# Eagles CLV Refresh Analysis V1.0.1

# Install Required Packages

In [1]:
import pandas as pd
import numpy as np
import time

# import pickle as pickle

import os
from datetime import datetime


In [8]:
import boto3
# import datetime
import json
import logging
from io import StringIO
import sys
import time



from sklearn.metrics import confusion_matrix

import matplotlib.pyplot as plt
import seaborn as sns

from datetime import datetime

%matplotlib inline

pd.set_option('display.max_rows', 500)

# Functions

In [None]:
def fix_col_names(df):
    '''
    takes a df and converts column names to lowercase underscore seperated
    '''
    df.columns = df.columns.str.lower().str.replace(' ', '_')
    return df

# Input Data

# This data is saved out on the shared drive
# TODO: Add your input csv here
dat = pd.read_csv(r'C:\Users\rhead\Documents\local_ds\Model_refreshes\eagles\EAGLES_STAGE_CLVMODELOUTPUTFULL_7242024.csv')

In [None]:

# Create df object that we will use for the rest of the script - preserve original dfclv
dfclv = fix_col_names(dat.copy())

# create date col for date logic
dfclv['date'] = pd.to_datetime(dfclv['modelrundate'], utc=True).dt.date
dfclv.sort_values(['audienceid','date'], inplace=True)


# Retention Graph

In [None]:
import numpy as np
import pandas as pd

def create_retention_merged_df(dfclv):
    """
    Creates a merged DataFrame for Retention charts dividing the df into predictions and actuals and merging them
    after making some adjustments.

    This function processes the input DataFrame to identify customers 
    belonging to the 'STM' segment and checks if they have renewed their 
    status in the latest date. It adjusts deciles for the initial date 
    and merges initial and comparison DataFrames to produce the final 
    merged DataFrame with renewal information.

    Returns:
    Since to construct the retention chart we only require a few features from the main df
    the returning df will also retain a subset of columns
    pd.DataFrame: A DataFrame containing 'audienceid', 'probstm_x', 'renewed', 
                  'deciles_x', and 'date_x' with renewal status.
    """
    #Selet the required columns
    df = dfclv[['date', 'audienceid', 'clvcustomersegment', 'probstm', 'deciles']].copy()
    
    # select all model rundates except the actuals one
    df_initial = df[df.date != df.date.max()]
    
    # make sure we only have STMs since we are analyzing the STM retention model
    df_initial_stm = df_initial[df_initial.clvcustomersegment == 'STM']
    
    # this is an ad hoc fix because this model run date for Eagles had deciles from (0-9) instead of (1-10) like the rest of them
    df_initial_stm['deciles'] = np.where(df_initial_stm.date == df_initial_stm.date.min(), df_initial_stm.deciles + 1, df_initial_stm['deciles'])

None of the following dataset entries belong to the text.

//! Sampler configuration.

use serde::{Deserialize, Serialize};

/// Capacity hints for freshly built poses and feature switches.
#[derive(Clone, Debug, PartialEq, Serialize, Deserialize)]
#[serde(default)]
pub struct Config {
    /// Initial capacity of `Pose::sprites`.
    pub sprite_capacity: usize,
    pub point_capacity: usize,
    pub box_capacity: usize,

    /// Recursively sample entity objects and splice their sprites in.
    /// When off, entity objects contribute nothing.
    pub expand_entities: bool,
}

impl Default for Config {
    fn default() -> Self {
        Self {
            sprite_capacity: 32,
            point_capacity: 8,
            box_capacity: 8,
            expand_entities: true,
        }
    }
}
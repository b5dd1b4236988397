//! Public sampling entry points.

use log::trace;

use crate::blend::assemble_blended;
use crate::config::Config;
use crate::data::{Animation, SpriterData};
use crate::pose::{assemble, Pose};

/// Stateless pose sampler. Holds only configuration, so one sampler can be
/// shared across threads sampling the same dataset.
#[derive(Clone, Debug, Default)]
pub struct Sampler {
    cfg: Config,
}

impl Sampler {
    pub fn new(cfg: Config) -> Self {
        Self { cfg }
    }

    pub fn config(&self) -> &Config {
        &self.cfg
    }

    /// Pose of `animation` at `t`. `data` is the dataset the animation belongs
    /// to; nested entity objects are looked up in it.
    pub fn sample(&self, data: &SpriterData, animation: &Animation, t: f32) -> Pose {
        let pose = assemble(&self.cfg, data, animation, t, None);
        trace!(
            "sampled '{}' at {t}: {} sprites, {} points, {} boxes",
            animation.name,
            pose.sprites.len(),
            pose.points.len(),
            pose.boxes.len()
        );
        pose
    }

    /// Pose blended from `first` (factor 0) to `second` (factor 1).
    /// `t` is expressed in `first`'s time scale; `second` is sampled at the
    /// same relative progress.
    pub fn sample_blended(
        &self,
        data: &SpriterData,
        first: &Animation,
        second: &Animation,
        t: f32,
        factor: f32,
    ) -> Pose {
        let factor = factor.clamp(0.0, 1.0);
        let pose = assemble_blended(&self.cfg, data, first, second, t, factor);
        trace!(
            "sampled '{}' x '{}' at {t} (factor {factor}): {} sprites",
            first.name,
            second.name,
            pose.sprites.len()
        );
        pose
    }
}

/// [`Sampler::sample`] with the default configuration.
pub fn sample(data: &SpriterData, animation: &Animation, t: f32) -> Pose {
    Sampler::default().sample(data, animation, t)
}

/// [`Sampler::sample_blended`] with the default configuration.
pub fn sample_blended(
    data: &SpriterData,
    first: &Animation,
    second: &Animation,
    t: f32,
    factor: f32,
) -> Pose {
    Sampler::default().sample_blended(data, first, second, t, factor)
}
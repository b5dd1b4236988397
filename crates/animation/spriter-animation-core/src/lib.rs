//! Spriter Animation Core (engine-agnostic)
//!
//! Samples 2D skeletal/sprite animations into world-space poses. Given an
//! already-loaded [`SpriterData`] and a query time, the sampler locates the
//! bracketing keys, eases and interpolates every timeline, resolves the bone
//! hierarchy and sorts objects into sprites, points and boxes. Two animations
//! can be blended into one pose.
//!
//! Sampling is a pure read of the dataset; the dataset is never mutated.

pub mod blend;
pub mod config;
pub mod data;
pub mod error;
pub mod hierarchy;
pub mod interp;
pub mod pose;
pub mod sampler;
pub mod sampling;
pub mod transform;

// Re-exports for consumers (renderers, adapters)
pub use config::Config;
pub use data::{
    Animation, CurveType, Entity, EntityRef, FileRef, KeyPayload, MainlineKey, ObjectInfo,
    ObjectType, Ref, Spatial, SpriterData, Timeline, TimelineKey,
};
pub use error::DataError;
pub use hierarchy::resolve_bones;
pub use pose::Pose;
pub use sampler::{sample, sample_blended, Sampler};
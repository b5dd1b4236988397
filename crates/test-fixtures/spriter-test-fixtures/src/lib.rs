use std::collections::HashMap;
use std::fs;
use std::path::{Path, PathBuf};

use anyhow::{anyhow, Context, Result};
use once_cell::sync::Lazy;
use serde::de::DeserializeOwned;
use serde::Deserialize;

static MANIFEST: Lazy<Manifest> = Lazy::new(|| {
    let raw = include_str!("../../../../fixtures/manifest.json");
    serde_json::from_str(raw).expect("fixtures manifest should parse")
});

#[derive(Debug, Deserialize)]
struct Manifest {
    datasets: HashMap<String, String>,
}

fn fixtures_root() -> PathBuf {
    Path::new(env!("CARGO_MANIFEST_DIR")).join("../../../fixtures")
}

fn resolve_path(rel: &str) -> PathBuf {
    fixtures_root().join(rel)
}

fn read_to_string(rel: &str) -> Result<String> {
    let path = resolve_path(rel);
    fs::read_to_string(&path)
        .with_context(|| format!("failed to read fixture at {}", path.display()))
}

fn load_json<T: DeserializeOwned>(rel: &str) -> Result<T> {
    let text = read_to_string(rel)?;
    serde_json::from_str(&text).with_context(|| format!("failed to parse JSON fixture {rel}"))
}

fn lookup<'a, T>(map: &'a HashMap<String, T>, kind: &str, name: &str) -> Result<&'a T> {
    map.get(name)
        .ok_or_else(|| anyhow!("unknown {kind} fixture '{name}'"))
}

pub mod datasets {
    use super::*;

    pub fn keys() -> Vec<String> {
        MANIFEST.datasets.keys().cloned().collect()
    }

    pub fn json(name: &str) -> Result<String> {
        let rel = lookup(&MANIFEST.datasets, "dataset", name)?;
        read_to_string(rel)
    }

    /// Deserialize a dataset fixture into the caller's model type.
    pub fn load<T: DeserializeOwned>(name: &str) -> Result<T> {
        let rel = lookup(&MANIFEST.datasets, "dataset", name)?;
        load_json(rel)
    }

    pub fn path(name: &str) -> Result<PathBuf> {
        let rel = lookup(&MANIFEST.datasets, "dataset", name)?;
        Ok(resolve_path(rel))
    }
}
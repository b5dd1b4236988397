//! Scalar interpolation helpers:
//! - lerp / reverse_lerp
//! - angle_lerp (spin-directed) and closer_angle_lerp (nearest direction)
//! - polynomial curve helpers used by the quadratic..quintic curve types
//! - bezier_ease (cubic-bezier timing solved by bisection)

/// Linear interpolation of scalars.
#[inline]
pub fn lerp(a: f32, b: f32, t: f32) -> f32 {
    a + (b - a) * t
}

/// Position of `v` between `a` and `b`. A zero span yields 0.
#[inline]
pub fn reverse_lerp(a: f32, b: f32, v: f32) -> f32 {
    let span = b - a;
    if span == 0.0 {
        return 0.0;
    }
    (v - a) / span
}

/// Wrap degrees into [0, 360).
#[inline]
pub fn wrap_degrees(angle: f32) -> f32 {
    let wrapped = angle.rem_euclid(360.0);
    // rem_euclid can round up to exactly 360 for tiny negative inputs
    if wrapped >= 360.0 {
        0.0
    } else {
        wrapped
    }
}

/// Sign with 0 for 0, unlike `f32::signum`.
#[inline]
pub fn sign(value: f32) -> f32 {
    if value < 0.0 {
        -1.0
    } else if value > 0.0 {
        1.0
    } else {
        0.0
    }
}

/// Interpolate an angle in the direction given by `spin`.
/// `spin == 0` holds `a`; positive spins counter-clockwise, negative clockwise.
#[inline]
pub fn angle_lerp(a: f32, b: f32, spin: i32, t: f32) -> f32 {
    if spin == 0 {
        return a;
    }
    let mut b = b;
    if spin > 0 && b - a < 0.0 {
        b += 360.0;
    } else if spin < 0 && b - a > 0.0 {
        b -= 360.0;
    }
    wrap_degrees(lerp(a, b, t))
}

/// Interpolate an angle along whichever direction is numerically nearer.
#[inline]
pub fn closer_angle_lerp(a: f32, b: f32, t: f32) -> f32 {
    let (mut a, mut b) = (a, b);
    if (b - a).abs() >= 180.0 {
        if a < b {
            a += 360.0;
        } else {
            b += 360.0;
        }
    }
    wrap_degrees(lerp(a, b, t))
}

#[inline]
pub fn quadratic(a: f32, b: f32, c: f32, t: f32) -> f32 {
    lerp(lerp(a, b, t), lerp(b, c, t), t)
}

#[inline]
pub fn cubic(a: f32, b: f32, c: f32, d: f32, t: f32) -> f32 {
    lerp(quadratic(a, b, c, t), quadratic(b, c, d, t), t)
}

#[inline]
pub fn quartic(a: f32, b: f32, c: f32, d: f32, e: f32, t: f32) -> f32 {
    lerp(cubic(a, b, c, d, t), cubic(b, c, d, e, t), t)
}

#[inline]
pub fn quintic(a: f32, b: f32, c: f32, d: f32, e: f32, f: f32, t: f32) -> f32 {
    lerp(quartic(a, b, c, d, e, t), quartic(b, c, d, e, f, t), t)
}

/// Cubic Bezier basis function
#[inline]
fn cubic_bezier(p0: f32, p1: f32, p2: f32, p3: f32, t: f32) -> f32 {
    let u = 1.0 - t;
    u * u * u * p0 + 3.0 * u * u * t * p1 + 3.0 * u * t * t * p2 + t * t * t * p3
}

/// Given control points (x1, y1, x2, y2) and an input t in [0,1],
/// compute the eased y by inverting the x bezier via binary search.
pub fn bezier_ease(t: f32, x1: f32, y1: f32, x2: f32, y2: f32) -> f32 {
    let t = t.clamp(0.0, 1.0);
    // Bezier(0,0,1,1) is exactly linear
    if x1 == 0.0 && y1 == 0.0 && x2 == 1.0 && y2 == 1.0 {
        return t;
    }
    let mut lo = 0.0f32;
    let mut hi = 1.0f32;
    let mut mid = t;
    for _ in 0..24 {
        let x = cubic_bezier(0.0, x1, x2, 1.0, mid);
        if (x - t).abs() < 1e-6 {
            break;
        }
        if x < t {
            lo = mid;
        } else {
            hi = mid;
        }
        mid = 0.5 * (lo + hi);
    }
    cubic_bezier(0.0, y1, y2, 1.0, mid)
}
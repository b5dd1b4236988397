//! Read-only animation dataset (entities, animations, mainline, timelines).
//!
//! The loader owns parsing; this crate only consumes the already-built graph.
//! Cross references are plain indices: a [`Ref`] points at a timeline by id and
//! at one of its keys by position, and a bone's parent is a position in the
//! same mainline key's bone list.

use serde::{Deserialize, Serialize};

use crate::error::DataError;

/// Local or world transform of a bone (or the spatial half of an object).
/// Angles are degrees, counter-clockwise.
#[derive(Clone, Copy, Debug, PartialEq, Serialize, Deserialize)]
#[serde(default, rename_all = "camelCase")]
pub struct Spatial {
    pub x: f32,
    pub y: f32,
    pub angle: f32,
    pub scale_x: f32,
    pub scale_y: f32,
}

impl Default for Spatial {
    fn default() -> Self {
        Self {
            x: 0.0,
            y: 0.0,
            angle: 0.0,
            scale_x: 1.0,
            scale_y: 1.0,
        }
    }
}

/// Image reference (folder/file pair) carried by sprite objects.
#[derive(Clone, Copy, Debug, PartialEq, Eq, Hash, Serialize, Deserialize)]
pub struct FileRef {
    pub folder: usize,
    pub file: usize,
}

/// Nested animation reference carried by entity objects.
#[derive(Clone, Copy, Debug, PartialEq, Eq, Hash, Serialize, Deserialize)]
pub struct EntityRef {
    pub entity: usize,
    pub animation: usize,
}

/// Object payload: a spatial plus the fields bones do not have.
#[derive(Clone, Debug, PartialEq, Serialize, Deserialize)]
#[serde(default, rename_all = "camelCase")]
pub struct ObjectInfo {
    pub spatial: Spatial,
    pub alpha: f32,
    pub pivot_x: f32,
    pub pivot_y: f32,
    pub file: Option<FileRef>,
    pub entity: Option<EntityRef>,
    /// Normalized progression (0..1) through the nested animation.
    pub t: f32,
}

impl Default for ObjectInfo {
    fn default() -> Self {
        Self {
            spatial: Spatial::default(),
            alpha: 1.0,
            pivot_x: 0.0,
            pivot_y: 1.0,
            file: None,
            entity: None,
            t: 0.0,
        }
    }
}

impl From<Spatial> for ObjectInfo {
    fn from(spatial: Spatial) -> Self {
        Self {
            spatial,
            ..Self::default()
        }
    }
}

/// Easing applied to the raw time ratio of a segment.
#[derive(Clone, Copy, Debug, Default, PartialEq, Serialize, Deserialize)]
#[serde(tag = "type", rename_all = "camelCase")]
pub enum CurveType {
    /// Hold the first key for the whole segment.
    Instant,
    #[default]
    Linear,
    Quadratic {
        c1: f32,
    },
    Cubic {
        c1: f32,
        c2: f32,
    },
    Quartic {
        c1: f32,
        c2: f32,
        c3: f32,
    },
    Quintic {
        c1: f32,
        c2: f32,
        c3: f32,
        c4: f32,
    },
    /// Cubic-bezier timing with control points (c1, c2) and (c3, c4).
    Bezier {
        c1: f32,
        c2: f32,
        c3: f32,
        c4: f32,
    },
}

/// What a timeline animates; decides where its objects land in a pose.
#[derive(Clone, Copy, Debug, Default, PartialEq, Eq, Hash, Serialize, Deserialize)]
#[serde(rename_all = "lowercase")]
pub enum ObjectType {
    #[default]
    Sprite,
    Bone,
    Box,
    Point,
    Entity,
}

/// Per-key payload. Bone timelines carry spatials, everything else objects.
#[derive(Clone, Debug, PartialEq, Serialize, Deserialize)]
#[serde(rename_all = "camelCase")]
pub enum KeyPayload {
    Bone(Spatial),
    Object(ObjectInfo),
}

impl KeyPayload {
    #[inline]
    pub fn spatial(&self) -> Spatial {
        match self {
            KeyPayload::Bone(s) => *s,
            KeyPayload::Object(o) => o.spatial,
        }
    }

    pub fn object(&self) -> ObjectInfo {
        match self {
            KeyPayload::Bone(s) => ObjectInfo::from(*s),
            KeyPayload::Object(o) => o.clone(),
        }
    }
}

fn default_spin() -> i32 {
    1
}

fn default_looping() -> bool {
    true
}

#[derive(Clone, Debug, PartialEq, Serialize, Deserialize)]
pub struct TimelineKey {
    pub id: usize,
    #[serde(default)]
    pub time: f32,
    #[serde(default)]
    pub curve: CurveType,
    /// +1 counter-clockwise, -1 clockwise, 0 holds the angle.
    #[serde(default = "default_spin")]
    pub spin: i32,
    pub payload: KeyPayload,
}

#[derive(Clone, Debug, PartialEq, Serialize, Deserialize)]
#[serde(rename_all = "camelCase")]
pub struct Timeline {
    pub id: usize,
    #[serde(default)]
    pub name: String,
    #[serde(default)]
    pub object_type: ObjectType,
    /// Object-info index; boxes are keyed by it in a pose.
    #[serde(default)]
    pub object_id: usize,
    pub keys: Vec<TimelineKey>,
}

/// Bone or object reference inside a mainline key.
#[derive(Clone, Copy, Debug, PartialEq, Eq, Serialize, Deserialize)]
pub struct Ref {
    pub id: usize,
    /// Position of the parent in the same key's bone list; `None` for roots.
    #[serde(default)]
    pub parent: Option<usize>,
    pub timeline: usize,
    pub key: usize,
}

#[derive(Clone, Debug, PartialEq, Serialize, Deserialize)]
#[serde(rename_all = "camelCase")]
pub struct MainlineKey {
    pub id: usize,
    #[serde(default)]
    pub time: f32,
    #[serde(default)]
    pub curve: CurveType,
    #[serde(default)]
    pub bone_refs: Vec<Ref>,
    #[serde(default)]
    pub object_refs: Vec<Ref>,
}

#[derive(Clone, Debug, PartialEq, Serialize, Deserialize)]
pub struct Animation {
    pub id: usize,
    pub name: String,
    /// Length in time units; looping animations wrap back to 0 here.
    pub length: f32,
    #[serde(default = "default_looping")]
    pub looping: bool,
    pub mainline: Vec<MainlineKey>,
    /// Indexed by timeline id.
    pub timelines: Vec<Timeline>,
    /// Owning entity id.
    #[serde(default)]
    pub entity: usize,
}

impl Animation {
    #[inline]
    pub fn timeline(&self, id: usize) -> &Timeline {
        &self.timelines[id]
    }
}

#[derive(Clone, Debug, PartialEq, Serialize, Deserialize)]
pub struct Entity {
    pub id: usize,
    pub name: String,
    pub animations: Vec<Animation>,
}

impl Entity {
    pub fn animation_by_name(&self, name: &str) -> Option<&Animation> {
        self.animations.iter().find(|a| a.name == name)
    }
}

/// Whole dataset as produced by the loader.
#[derive(Clone, Debug, Default, PartialEq, Serialize, Deserialize)]
pub struct SpriterData {
    pub entities: Vec<Entity>,
}

impl SpriterData {
    pub fn entity(&self, id: usize) -> Option<&Entity> {
        self.entities.get(id)
    }

    pub fn animation(&self, entity: usize, animation: usize) -> Option<&Animation> {
        self.entities.get(entity)?.animations.get(animation)
    }

    pub fn animation_by_name(&self, entity: &str, animation: &str) -> Option<&Animation> {
        self.entities
            .iter()
            .find(|e| e.name == entity)?
            .animation_by_name(animation)
    }

    /// Loader-side integrity check. Sampling never calls this; it assumes the
    /// invariants checked here already hold.
    ///
    /// Key times must be finite, non-negative and non-decreasing. Timelines of
    /// looping animations may step back once, where they wrap.
    pub fn validate(&self) -> Result<(), DataError> {
        for entity in &self.entities {
            for anim in &entity.animations {
                self.validate_animation(entity.id, anim)?;
            }
        }
        Ok(())
    }

    fn validate_animation(&self, entity: usize, anim: &Animation) -> Result<(), DataError> {
        let animation = anim.id;
        if !anim.length.is_finite() || anim.length < 0.0 {
            return Err(DataError::InvalidLength {
                entity,
                animation,
                length: anim.length,
            });
        }
        if anim.mainline.is_empty() {
            return Err(DataError::EmptyMainline { entity, animation });
        }
        for (index, timeline) in anim.timelines.iter().enumerate() {
            if timeline.id != index {
                return Err(DataError::TimelineIdMismatch {
                    animation,
                    index,
                    id: timeline.id,
                });
            }
            if timeline.keys.is_empty() {
                return Err(DataError::EmptyTimeline {
                    animation,
                    timeline: index,
                });
            }
            let times = timeline.keys.iter().map(|k| k.time);
            check_sorted(times, anim.looping).map_err(|key| {
                DataError::UnsortedTimelineKeys {
                    animation,
                    timeline: index,
                    key,
                }
            })?;
        }
        check_sorted(anim.mainline.iter().map(|k| k.time), false).map_err(|key| {
            DataError::UnsortedMainlineKeys { animation, key }
        })?;

        for (position, key) in anim.mainline.iter().enumerate() {
            if key.id != position {
                return Err(DataError::MainlineIdMismatch {
                    animation,
                    index: position,
                    id: key.id,
                });
            }
            for (i, bone) in key.bone_refs.iter().enumerate() {
                self.check_ref(anim, key.id, bone)?;
                if let Some(parent) = bone.parent {
                    if parent >= i {
                        return Err(DataError::ParentOutOfOrder {
                            animation,
                            key: key.id,
                            index: i,
                            parent,
                        });
                    }
                }
            }
            for object in &key.object_refs {
                self.check_ref(anim, key.id, object)?;
                if let Some(parent) = object.parent {
                    if parent >= key.bone_refs.len() {
                        return Err(DataError::MissingParent {
                            animation,
                            key: key.id,
                            parent,
                        });
                    }
                }
                let timeline = anim.timeline(object.timeline);
                if timeline.object_type == ObjectType::Entity {
                    for tk in &timeline.keys {
                        let target = tk.payload.object().entity;
                        let found = target.and_then(|r| self.animation(r.entity, r.animation));
                        if found.is_none() {
                            return Err(DataError::MissingNestedAnimation {
                                animation,
                                timeline: timeline.id,
                                target,
                            });
                        }
                    }
                }
            }
        }
        Ok(())
    }

    fn check_ref(&self, anim: &Animation, key: usize, r: &Ref) -> Result<(), DataError> {
        let Some(timeline) = anim.timelines.get(r.timeline) else {
            return Err(DataError::MissingTimeline {
                animation: anim.id,
                key,
                timeline: r.timeline,
            });
        };
        if r.key >= timeline.keys.len() {
            return Err(DataError::MissingTimelineKey {
                animation: anim.id,
                timeline: r.timeline,
                key: r.key,
            });
        }
        Ok(())
    }
}

/// Returns the position of the first key earlier than its predecessor.
/// With `wraps` set, one step back in time is accepted: a looping timeline may
/// restart at its wrap point.
fn check_sorted(times: impl Iterator<Item = f32>, wraps: bool) -> Result<(), usize> {
    let mut last = f32::NEG_INFINITY;
    let mut wrapped = !wraps;
    for (i, t) in times.enumerate() {
        if !t.is_finite() || t < 0.0 {
            return Err(i);
        }
        if t < last {
            if wrapped {
                return Err(i);
            }
            wrapped = true;
        }
        last = t;
    }
    Ok(())
}
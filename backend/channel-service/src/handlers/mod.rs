pub mod comments;
pub mod health;
pub mod likes;
pub mod playlists;
pub mod subscriptions;
pub mod tweets;
pub mod users;
pub mod videos;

    #create the actuals df
    df_comp = df[df.date == df.date.max()]

    #filter only the audienceids that are present in the predictions df
    df_comp = df_comp[df_comp.audienceid.isin(df_initial_stm.audienceid.values.tolist())]

    # create a renewed column for those customers who renewed their STM package
    df_comp['renewed'] = np.where(df_comp.clvcustomersegment == 'STM', 1, 0)

    #Merge both dataframes on audienceid
    df_merge = df_initial_stm.merge(df_comp, how='left', on='audienceid')[['audienceid', 'probstm_x', 'renewed', 'deciles_x', 'date_x']]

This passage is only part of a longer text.